STEVE INSKEEP, HOST:
Now, in the days before the U.S.-China Summit, each country threw a few elbows at the other. Rather than building up goodwill, they seemed to be seeking leverage. So we called Dan Wang, a Chinese economist with the Eurasia Group. We found her in transit at an airport in London and she talked us through each side's moves, starting with this - China told foreign firms they will be punished if they back away from China. What does that mean in practical terms?
DAN WANG: It basically means they cannot be too compliant with the American demand.
INSKEEP: The U.S. has pressured companies to rely less on China.
WANG: But from the China side, this is no longer tolerable. And I can see more of action from the China side to put pressure directly on those companies when it comes to how they manage their supply chains and capital investment.
INSKEEP: China also blocked Meta - the U.S. company, of course - from acquiring an AI firm from China. What does that say about future deals?
WANG: This is quite chilling, especially for the AI startups in China, because previously, the common practice was that the U.S. investors would have to seed money in Chinese startups. And then they use Chinese data, Chinese talent, Chinese resources. And then the access strategy is to be bought out by a American investor or American IT company, exactly the Meta case. But as soon as China has rolled out this veto for the Meta deal, that basically means in the future, Chinese AI companies has to take a side early on. And the talents and capital for the AI research and AI companies can no longer be - freely flow between the two countries.
INSKEEP: It sounds like China imposed a cost on itself as well as keeping control of its AI. Is that right?
WANG: Oh, exactly. It's kind of like the mirror image of President Trump putting tariffs on Chinese exports. It's hurting the U.S. as well.
INSKEEP: China also told its companies to ignore U.S. sanctions. Can they do that?
WANG: Unfortunately, companies cannot ignore the U.S. sanctions, and China cannot punish every company that is complying with the U.S. requirements. What's going on right now is that China is maximizing its pressure on those companies in the hope that they might be able to lobby the U.S. government to step back in a number of the restrictions for Chinese market, and also especially in terms of high-tech sectors.
INSKEEP: The U.S. took a mirror-image move against China. It sanctioned nine Hong Kong and mainland Chinese companies for allegedly aiding Iran's military. What's the practical effect of that?
WANG: That is a direct response for China's move. So it looks like both sides are trying to generate a mini crisis leading up to the summit. They're maximizing their leverage, essentially. I don't see this damaging the Chinese economy or normal businesses of those companies on the sanction list, but it will create more of a hurdle when it comes to reaching a good agreement between China and the U.S.

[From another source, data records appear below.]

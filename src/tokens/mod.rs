//! Token lifecycle
//!
//! Link-token issuance and public-token exchange. Nothing minted here is
//! persisted or registered: link tokens are never looked up again, and the
//! exchange ignores its input and returns a fresh access token that does
//! not resolve to any catalog accounts. Only the seeded demo tokens do.
//! That mirrors a sandbox provider where the linking flow is cosmetic.

use chrono::Utc;
use rand::Rng;
use serde::{Deserialize, Serialize};

/// Link tokens carry an expiration this many seconds after issuance.
/// Expiry is embedded for clients to display; nothing enforces it.
const LINK_TOKEN_TTL_SECS: i64 = 1800;

/// Length of the short identifiers derived from a nonce.
const SHORT_ID_LEN: usize = 8;

/// A freshly issued link token.
#[derive(Debug, Clone, Serialize, Deserialize)]
pub struct LinkTokenGrant {
    pub link_token: String,
    /// Expiration as epoch seconds.
    pub expiration: i64,
    pub request_id: String,
}

/// The result of exchanging a public token.
#[derive(Debug, Clone, Serialize, Deserialize)]
pub struct ExchangeGrant {
    pub access_token: String,
    pub item_id: String,
    pub request_id: String,
}

/// Issue a link token for a tenant's end user.
///
/// The token embeds the client ID, the user ID, the issuance timestamp,
/// and a random identifier; the request ID reuses the first 8 hex chars
/// of that identifier.
pub fn create_link_token<R: Rng + ?Sized>(
    rng: &mut R,
    client_id: &str,
    client_user_id: &str,
) -> LinkTokenGrant {
    let issued_at = Utc::now().timestamp();
    let nonce = nonce(rng);

    LinkTokenGrant {
        link_token: format!(
            "link-{}-{}-{}-{}",
            client_id, client_user_id, issued_at, nonce
        ),
        expiration: issued_at + LINK_TOKEN_TTL_SECS,
        request_id: format!("req_{}", &nonce[..SHORT_ID_LEN]),
    }
}

/// Exchange a public token for an access token and item ID.
///
/// The input is not validated and every call mints fresh identifiers, so
/// exchanging the same public token twice yields two different grants.
pub fn exchange_public_token<R: Rng + ?Sized>(rng: &mut R, _public_token: &str) -> ExchangeGrant {
    ExchangeGrant {
        access_token: format!("access-{}", nonce(rng)),
        item_id: format!("item-{}", &nonce(rng)[..SHORT_ID_LEN]),
        request_id: new_request_id(rng),
    }
}

/// Mint a per-response request identifier for tracing.
pub fn new_request_id<R: Rng + ?Sized>(rng: &mut R) -> String {
    format!("req_{}", &nonce(rng)[..SHORT_ID_LEN])
}

/// 16 random bytes, hex encoded.
fn nonce<R: Rng + ?Sized>(rng: &mut R) -> String {
    let mut bytes = [0u8; 16];
    rng.fill(&mut bytes);
    hex::encode(bytes)
}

INSKEEP: As I'm sure you know, there's also been talk of more Chinese investment in the United States as part of some potential agreement. Can you imagine that happening? And if so, where would the money go?

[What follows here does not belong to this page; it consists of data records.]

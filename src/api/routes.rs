//! API Routes
//!
//! HTTP endpoint definitions.
//!
//! Request bodies are modeled with optional fields and validated before
//! dispatch, so a missing required field (or a missing body altogether)
//! answers 400 with the field named, matching the provider wire contract.

use axum::{
    extract::{Extension, State},
    routing::{get, post},
    Json, Router,
};
use chrono::{Duration, NaiveDate, Utc};
use serde::{Deserialize, Serialize};

use crate::domain::{Account, Statement, Transaction};
use crate::error::AppError;
use crate::session;
use crate::tokens::{self, ExchangeGrant, LinkTokenGrant};
use crate::AppState;

use super::middleware::AuthenticatedTenant;

/// Routes advertised by the info endpoint.
const ENDPOINTS: &[&str] = &[
    "/link/token/create",
    "/item/public_token/exchange",
    "/auth/get",
    "/transactions/get",
    "/statements/get",
    "/info",
];

const DOCUMENTATION_URL: &str = "https://docs.sandbank.test";

/// Default transactions window: this many days back through today.
const DEFAULT_WINDOW_DAYS: i64 = 30;

// =========================================================================
// Request/Response types
// =========================================================================

#[derive(Debug, Serialize)]
pub struct InfoResponse {
    pub name: &'static str,
    pub version: &'static str,
    pub description: &'static str,
    pub endpoints: Vec<&'static str>,
    pub documentation: &'static str,
}

#[derive(Debug, Default, Deserialize)]
pub struct LinkTokenCreateRequest {
    #[serde(default)]
    pub user: Option<LinkTokenUser>,
}

#[derive(Debug, Deserialize)]
pub struct LinkTokenUser {
    #[serde(default)]
    pub client_user_id: Option<String>,
}

#[derive(Debug, Default, Deserialize)]
pub struct PublicTokenExchangeRequest {
    #[serde(default)]
    pub public_token: Option<String>,
}

#[derive(Debug, Default, Deserialize)]
pub struct AuthGetRequest {
    #[serde(default)]
    pub access_token: Option<String>,
}

#[derive(Debug, Serialize)]
pub struct AuthGetResponse {
    pub accounts: Vec<Account>,
    pub numbers: session::AccountNumbers,
    pub request_id: String,
}

#[derive(Debug, Default, Deserialize)]
pub struct TransactionsGetRequest {
    #[serde(default)]
    pub access_token: Option<String>,
    #[serde(default)]
    pub start_date: Option<NaiveDate>,
    #[serde(default)]
    pub end_date: Option<NaiveDate>,
}

#[derive(Debug, Serialize)]
pub struct TransactionsGetResponse {
    pub accounts: Vec<Account>,
    pub transactions: Vec<Transaction>,
    pub total_transactions: usize,
    pub request_id: String,
}

#[derive(Debug, Default, Deserialize)]
pub struct StatementsGetRequest {
    #[serde(default)]
    pub access_token: Option<String>,
}

#[derive(Debug, Serialize)]
pub struct StatementsGetResponse {
    pub accounts: Vec<Account>,
    pub statements: Vec<Statement>,
    pub total_statements: usize,
    pub request_id: String,
}

// =========================================================================
// API Router
// =========================================================================

/// Create the API router
pub fn create_router() -> Router<AppState> {
    Router::new()
        .route("/info", get(info))
        .route("/link/token/create", post(create_link_token))
        .route("/item/public_token/exchange", post(exchange_public_token))
        .route("/auth/get", post(get_auth))
        .route("/transactions/get", post(get_transactions))
        .route("/statements/get", post(get_statements))
}

/// Fallback for unmatched paths. Authentication has already run by the
/// time this answers.
pub async fn endpoint_not_found() -> AppError {
    AppError::EndpointNotFound
}

// =========================================================================
// GET /info
// =========================================================================

/// Describe the simulated provider
async fn info() -> Json<InfoResponse> {
    Json(InfoResponse {
        name: "sandbank API",
        version: env!("CARGO_PKG_VERSION"),
        description: "Simulated Open-Banking provider for development and testing",
        endpoints: ENDPOINTS.to_vec(),
        documentation: DOCUMENTATION_URL,
    })
}

// =========================================================================
// POST /link/token/create
// =========================================================================

/// Issue a link token for the calling tenant's end user
async fn create_link_token(
    Extension(tenant): Extension<AuthenticatedTenant>,
    body: Option<Json<LinkTokenCreateRequest>>,
) -> Result<Json<LinkTokenGrant>, AppError> {
    let request = body.map(|Json(r)| r).unwrap_or_default();

    let client_user_id = request
        .user
        .and_then(|user| user.client_user_id)
        .ok_or(AppError::MissingField("user.client_user_id"))?;

    let grant = tokens::create_link_token(&mut rand::thread_rng(), &tenant.client_id, &client_user_id);

    Ok(Json(grant))
}

// =========================================================================
// POST /item/public_token/exchange
// =========================================================================

/// Exchange a public token for an access token
async fn exchange_public_token(
    body: Option<Json<PublicTokenExchangeRequest>>,
) -> Result<Json<ExchangeGrant>, AppError> {
    let request = body.map(|Json(r)| r).unwrap_or_default();

    let public_token = request
        .public_token
        .ok_or(AppError::MissingField("public_token"))?;

    let grant = tokens::exchange_public_token(&mut rand::thread_rng(), &public_token);

    Ok(Json(grant))
}

// =========================================================================
// POST /auth/get
// =========================================================================

/// Accounts and banking numbers for an access token
async fn get_auth(
    State(state): State<AppState>,
    body: Option<Json<AuthGetRequest>>,
) -> Result<Json<AuthGetResponse>, AppError> {
    let request = body.map(|Json(r)| r).unwrap_or_default();

    let access_token = request
        .access_token
        .ok_or(AppError::MissingField("access_token"))?;

    let view = session::auth(&state.catalog, &access_token);

    Ok(Json(AuthGetResponse {
        accounts: view.accounts,
        numbers: view.numbers,
        request_id: tokens::new_request_id(&mut rand::thread_rng()),
    }))
}

// =========================================================================
// POST /transactions/get
// =========================================================================

/// Transactions for an access token, defaulting to the trailing 30 days
async fn get_transactions(
    State(state): State<AppState>,
    body: Option<Json<TransactionsGetRequest>>,
) -> Result<Json<TransactionsGetResponse>, AppError> {
    let request = body.map(|Json(r)| r).unwrap_or_default();

    let access_token = request
        .access_token
        .ok_or(AppError::MissingField("access_token"))?;

    let today = Utc::now().date_naive();
    let start_date = request
        .start_date
        .unwrap_or_else(|| today - Duration::days(DEFAULT_WINDOW_DAYS));
    let end_date = request.end_date.unwrap_or(today);

    let mut rng = rand::thread_rng();
    let view = session::transactions(
        &state.catalog,
        &mut rng,
        &access_token,
        Some(start_date),
        Some(end_date),
    );

    Ok(Json(TransactionsGetResponse {
        accounts: view.accounts,
        transactions: view.transactions,
        total_transactions: view.total_transactions,
        request_id: tokens::new_request_id(&mut rng),
    }))
}

// =========================================================================
// POST /statements/get
// =========================================================================

/// Statements for an access token
async fn get_statements(
    State(state): State<AppState>,
    body: Option<Json<StatementsGetRequest>>,
) -> Result<Json<StatementsGetResponse>, AppError> {
    let request = body.map(|Json(r)| r).unwrap_or_default();

    let access_token = request
        .access_token
        .ok_or(AppError::MissingField("access_token"))?;

    let mut rng = rand::thread_rng();
    let view = session::statements(&state.catalog, &mut rng, &access_token);

    Ok(Json(StatementsGetResponse {
        accounts: view.accounts,
        statements: view.statements,
        total_statements: view.total_statements,
        request_id: tokens::new_request_id(&mut rng),
    }))
}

WANG: Chinese companies really welcome this idea. But from the Chinese government side, they do not want technology transfer in some of the leading sectors that China has. So now the areas in discussion are in the new energy supply chain, the EV and the battery technology. I don't see that happening, mainly because of the pushback from the U.S. side. But if there can be some limited deal between CATL and Ford, it's going to be a very positive sign, actually, for the future talks between the two countries.
INSKEEP: Why would there be pushback from the U.S. side of the idea of Chinese investment in battery technology for Ford automobiles?
WANG: It looks like that the U.S. government doesn't want to have a high presence of Chinese technology, especially the green technology. It is not in line with President Trump's long-term plan. So I don't see that President Trump wants to see this, although, for technology and auto sector in the U.S., they very much needed Chinese technology badly.
INSKEEP: It sounds like from your perspective, you're expecting a very brief summit, which it will be, a little bit of ceremony and not much in the way of substance.
WANG: I can't imagine a substantial deal coming out from that short period of time. And among all those American presidents' visits in China, he seems to be the one in the biggest rush - not visiting other cities, not visiting Chinese manufacturers. So I think for both sides, the understanding - they seem to be on the same page - that they want to contain this conflict, and they would want to have this trade truce to last as long as possible.
INSKEEP: Dan Wang, it's a pleasure talking with you. Thanks for joining us while you're traveling.